Please set down the records below exactly as they appear.

— INFORMATION —
+ + +

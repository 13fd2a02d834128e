//! Value types shared by the geometry, layout and render layers.
//!
//! Points are `glam::DVec2`. Rectangles and ranges are plain `Copy` structs with no
//! identity; an affine [`Transform`] is always derived from a pair of [`ViewBox`]es.

use std::fmt;

use glam::DVec2;

/// A point (or vector) in any 2D coordinate space
pub type Point = DVec2;

/// Shorthand constructor for [`Point`]
#[inline]
pub const fn pt(x: f64, y: f64) -> Point {
    DVec2::new(x, y)
}

/// Measured width and height of a piece of text or a box
#[derive(Clone, Copy, Debug, PartialEq, Default)]
pub struct Size {
    pub width: f64,
    pub height: f64,
}

impl Size {
    pub const ZERO: Size = Size {
        width: 0.0,
        height: 0.0,
    };

    pub fn new(width: f64, height: f64) -> Self {
        Size { width, height }
    }
}

/// Axis-aligned rectangle `(x, y, w, h)`, with `(x, y)` the lower-left corner in a
/// y-up space
#[derive(Clone, Copy, Debug, PartialEq, Default)]
pub struct ViewBox {
    pub x: f64,
    pub y: f64,
    pub w: f64,
    pub h: f64,
}

impl ViewBox {
    pub const fn new(x: f64, y: f64, w: f64, h: f64) -> Self {
        ViewBox { x, y, w, h }
    }

    /// Smallest box covering two corner points
    pub fn from_corners(a: Point, b: Point) -> Self {
        let min = a.min(b);
        let max = a.max(b);
        ViewBox::new(min.x, min.y, max.x - min.x, max.y - min.y)
    }

    #[inline]
    pub fn right(&self) -> f64 {
        self.x + self.w
    }

    #[inline]
    pub fn top(&self) -> f64 {
        self.y + self.h
    }

    pub fn center(&self) -> Point {
        DVec2::new(self.x + self.w / 2.0, self.y + self.h / 2.0)
    }

    pub fn aspect(&self) -> f64 {
        self.w / self.h
    }

    pub fn is_finite(&self) -> bool {
        self.x.is_finite() && self.y.is_finite() && self.w.is_finite() && self.h.is_finite()
    }

    pub fn contains(&self, p: Point) -> bool {
        p.x >= self.x && p.x <= self.right() && p.y >= self.y && p.y <= self.top()
    }
}

impl fmt::Display for ViewBox {
    fn fmt(&self, f: &mut fmt::Formatter<'_>) -> fmt::Result {
        write!(f, "({}, {}, {} x {})", self.x, self.y, self.w, self.h)
    }
}

/// Extent of a component's data along each axis.
///
/// A bound is `None` when the component does not constrain that axis (a horizontal
/// guide line has no x extent, a function without a domain has neither).
#[derive(Clone, Copy, Debug, PartialEq, Default)]
pub struct DataRange {
    pub xmin: Option<f64>,
    pub xmax: Option<f64>,
    pub ymin: Option<f64>,
    pub ymax: Option<f64>,
}

impl DataRange {
    /// A range constraining both axes
    pub fn new(xmin: f64, xmax: f64, ymin: f64, ymax: f64) -> Self {
        DataRange {
            xmin: Some(xmin),
            xmax: Some(xmax),
            ymin: Some(ymin),
            ymax: Some(ymax),
        }
    }

    /// A range that constrains nothing
    pub const fn unbounded() -> Self {
        DataRange {
            xmin: None,
            xmax: None,
            ymin: None,
            ymax: None,
        }
    }

    pub fn x_only(xmin: f64, xmax: f64) -> Self {
        DataRange {
            xmin: Some(xmin),
            xmax: Some(xmax),
            ..DataRange::unbounded()
        }
    }

    pub fn y_only(ymin: f64, ymax: f64) -> Self {
        DataRange {
            ymin: Some(ymin),
            ymax: Some(ymax),
            ..DataRange::unbounded()
        }
    }

    /// Range covering a set of points, skipping non-finite coordinates
    pub fn of_points(points: impl IntoIterator<Item = Point>) -> Self {
        let mut range = DataRange::unbounded();
        for p in points {
            if p.x.is_finite() {
                range.xmin = Some(range.xmin.map_or(p.x, |v| v.min(p.x)));
                range.xmax = Some(range.xmax.map_or(p.x, |v| v.max(p.x)));
            }
            if p.y.is_finite() {
                range.ymin = Some(range.ymin.map_or(p.y, |v| v.min(p.y)));
                range.ymax = Some(range.ymax.map_or(p.y, |v| v.max(p.y)));
            }
        }
        range
    }

    pub fn x(&self) -> Option<(f64, f64)> {
        Some((self.xmin?, self.xmax?))
    }

    pub fn y(&self) -> Option<(f64, f64)> {
        Some((self.ymin?, self.ymax?))
    }
}

/// Fully resolved extent of a diagram's data, all bounds finite
#[derive(Clone, Copy, Debug, PartialEq)]
pub struct Extent {
    pub xmin: f64,
    pub xmax: f64,
    pub ymin: f64,
    pub ymax: f64,
}

impl Extent {
    pub fn new(xmin: f64, xmax: f64, ymin: f64, ymax: f64) -> Self {
        Extent {
            xmin,
            xmax,
            ymin,
            ymax,
        }
    }

    pub fn viewbox(&self) -> ViewBox {
        ViewBox::new(
            self.xmin,
            self.ymin,
            self.xmax - self.xmin,
            self.ymax - self.ymin,
        )
    }
}

/// Affine map between two viewboxes: independent x/y scale and shift
#[derive(Clone, Copy, Debug, PartialEq)]
pub struct Transform {
    xscale: f64,
    yscale: f64,
    xshift: f64,
    yshift: f64,
}

impl Transform {
    /// Map `src` onto `dst`
    pub fn new(src: ViewBox, dst: ViewBox) -> Self {
        let xscale = dst.w / src.w;
        let yscale = dst.h / src.h;
        Transform {
            xscale,
            yscale,
            xshift: dst.x - src.x * xscale,
            yshift: dst.y - src.y * yscale,
        }
    }

    pub const IDENTITY: Transform = Transform {
        xscale: 1.0,
        yscale: 1.0,
        xshift: 0.0,
        yshift: 0.0,
    };

    #[inline]
    pub fn apply(&self, p: Point) -> Point {
        DVec2::new(p.x * self.xscale + self.xshift, p.y * self.yscale + self.yshift)
    }

    #[inline]
    pub fn apply_x(&self, x: f64) -> f64 {
        x * self.xscale + self.xshift
    }

    #[inline]
    pub fn apply_y(&self, y: f64) -> f64 {
        y * self.yscale + self.yshift
    }

    /// Map a distance along x (no shift)
    #[inline]
    pub fn scale_x(&self, dx: f64) -> f64 {
        dx * self.xscale
    }

    /// Map a distance along y (no shift)
    #[inline]
    pub fn scale_y(&self, dy: f64) -> f64 {
        dy * self.yscale
    }

    pub fn inverse(&self) -> Transform {
        Transform {
            xscale: 1.0 / self.xscale,
            yscale: 1.0 / self.yscale,
            xshift: -self.xshift / self.xscale,
            yshift: -self.yshift / self.yscale,
        }
    }
}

+ + +

— ANSWER TO THIS EXERCISE —
repository 13fd2a02d834128e
//! Value types shared by the geometry, layout and render layers.
//!
//! Points are `glam::DVec2`. Rectangles and ranges are plain `Copy` structs with no
//! identity; an affine [`Transform`] is always derived from a pair of [`ViewBox`]es.

use std::fmt;

use glam::DVec2;

/// A point (or vector) in any 2D coordinate space
pub type Point = DVec2;

/// Shorthand constructor for [`Point`]
#[inline]
pub const fn pt(x: f64, y: f64) -> Point {
    DVec2::new(x, y)
}

/// Measured width and height of a piece of text or a box
#[derive(Clone, Copy, Debug, PartialEq, Default)]
pub struct Size {
    pub width: f64,
    pub height: f64,
}

impl Size {
    pub const ZERO: Size = Size {
        width: 0.0,
        height: 0.0,
    };

    pub fn new(width: f64, height: f64) -> Self {
        Size { width, height }
    }
}

/// Axis-aligned rectangle `(x, y, w, h)`, with `(x, y)` the lower-left corner in a
/// y-up space
#[derive(Clone, Copy, Debug, PartialEq, Default)]
pub struct ViewBox {
    pub x: f64,
    pub y: f64,
    pub w: f64,
    pub h: f64,
}

impl ViewBox {
    pub const fn new(x: f64, y: f64, w: f64, h: f64) -> Self {
        ViewBox { x, y, w, h }
    }

    /// Smallest box covering two corner points
    pub fn from_corners(a: Point, b: Point) -> Self {
        let min = a.min(b);
        let max = a.max(b);
        ViewBox::new(min.x, min.y, max.x - min.x, max.y - min.y)
    }

    #[inline]
    pub fn right(&self) -> f64 {
        self.x + self.w
    }

    #[inline]
    pub fn top(&self) -> f64 {
        self.y + self.h
    }

    pub fn center(&self) -> Point {
        DVec2::new(self.x + self.w / 2.0, self.y + self.h / 2.0)
    }

    pub fn aspect(&self) -> f64 {
        self.w / self.h
    }

    pub fn is_finite(&self) -> bool {
        self.x.is_finite() && self.y.is_finite() && self.w.is_finite() && self.h.is_finite()
    }

    pub fn contains(&self, p: Point) -> bool {
        p.x >= self.x && p.x <= self.right() && p.y >= self.y && p.y <= self.top()
    }
}

impl fmt::Display for ViewBox {
    fn fmt(&self, f: &mut fmt::Formatter<'_>) -> fmt::Result {
        write!(f, "({}, {}, {} x {})", self.x, self.y, self.w, self.h)
    }
}

/// Extent of a component's data along each axis.
///
/// A bound is `None` when the component does not constrain that axis (a horizontal
/// guide line has no x extent, a function without a domain has neither).
#[derive(Clone, Copy, Debug, PartialEq, Default)]
pub struct DataRange {
    pub xmin: Option<f64>,
    pub xmax: Option<f64>,
    pub ymin: Option<f64>,
    pub ymax: Option<f64>,
}

impl DataRange {
    /// A range constraining both axes
    pub fn new(xmin: f64, xmax: f64, ymin: f64, ymax: f64) -> Self {
        DataRange {
            xmin: Some(xmin),
            xmax: Some(xmax),
            ymin: Some(ymin),
            ymax: Some(ymax),
        }
    }

    /// A range that constrains nothing
    pub const fn unbounded() -> Self {
        DataRange {
            xmin: None,
            xmax: None,
            ymin: None,
            ymax: None,
        }
    }

    pub fn x_only(xmin: f64, xmax: f64) -> Self {
        DataRange {
            xmin: Some(xmin),
            xmax: Some(xmax),
            ..DataRange::unbounded()
        }
    }

    pub fn y_only(ymin: f64, ymax: f64) -> Self {
        DataRange {
            ymin: Some(ymin),
            ymax: Some(ymax),
            ..DataRange::unbounded()
        }
    }

    /// Range covering a set of points, skipping non-finite coordinates
    pub fn of_points(points: impl IntoIterator<Item = Point>) -> Self {
        let mut range = DataRange::unbounded();
        for p in points {
            if p.x.is_finite() {
                range.xmin = Some(range.xmin.map_or(p.x, |v| v.min(p.x)));
                range.xmax = Some(range.xmax.map_or(p.x, |v| v.max(p.x)));
            }
            if p.y.is_finite() {
                range.ymin = Some(range.ymin.map_or(p.y, |v| v.min(p.y)));
                range.ymax = Some(range.ymax.map_or(p.y, |v| v.max(p.y)));
            }
        }
        range
    }

    pub fn x(&self) -> Option<(f64, f64)> {
        Some((self.xmin?, self.xmax?))
    }

    pub fn y(&self) -> Option<(f64, f64)> {
        Some((self.ymin?, self.ymax?))
    }
}

/// Fully resolved extent of a diagram's data, all bounds finite
#[derive(Clone, Copy, Debug, PartialEq)]
pub struct Extent {
    pub xmin: f64,
    pub xmax: f64,
    pub ymin: f64,
    pub ymax: f64,
}

impl Extent {
    pub fn new(xmin: f64, xmax: f64, ymin: f64, ymax: f64) -> Self {
        Extent {
            xmin,
            xmax,
            ymin,
            ymax,
        }
    }

    pub fn viewbox(&self) -> ViewBox {
        ViewBox::new(
            self.xmin,
            self.ymin,
            self.xmax - self.xmin,
            self.ymax - self.ymin,
        )
    }
}

/// Affine map between two viewboxes: independent x/y scale and shift
#[derive(Clone, Copy, Debug, PartialEq)]
pub struct Transform {
    xscale: f64,
    yscale: f64,
    xshift: f64,
    yshift: f64,
}

impl Transform {
    /// Map `src` onto `dst`
    pub fn new(src: ViewBox, dst: ViewBox) -> Self {
        let xscale = dst.w / src.w;
        let yscale = dst.h / src.h;
        Transform {
            xscale,
            yscale,
            xshift: dst.x - src.x * xscale,
            yshift: dst.y - src.y * yscale,
        }
    }

    pub const IDENTITY: Transform = Transform {
        xscale: 1.0,
        yscale: 1.0,
        xshift: 0.0,
        yshift: 0.0,
    };

    #[inline]
    pub fn apply(&self, p: Point) -> Point {
        DVec2::new(p.x * self.xscale + self.xshift, p.y * self.yscale + self.yshift)
    }

    #[inline]
    pub fn apply_x(&self, x: f64) -> f64 {
        x * self.xscale + self.xshift
    }

    #[inline]
    pub fn apply_y(&self, y: f64) -> f64 {
        y * self.yscale + self.yshift
    }

    /// Map a distance along x (no shift)
    #[inline]
    pub fn scale_x(&self, dx: f64) -> f64 {
        dx * self.xscale
    }

    /// Map a distance along y (no shift)
    #[inline]
    pub fn scale_y(&self, dy: f64) -> f64 {
        dy * self.yscale
    }

    pub fn inverse(&self) -> Transform {
        Transform {
            xscale: 1.0 / self.xscale,
            yscale: 1.0 / self.yscale,
            xshift: -self.xshift / self.xscale,
            yshift: -self.yshift / self.yscale,
        }
    }
}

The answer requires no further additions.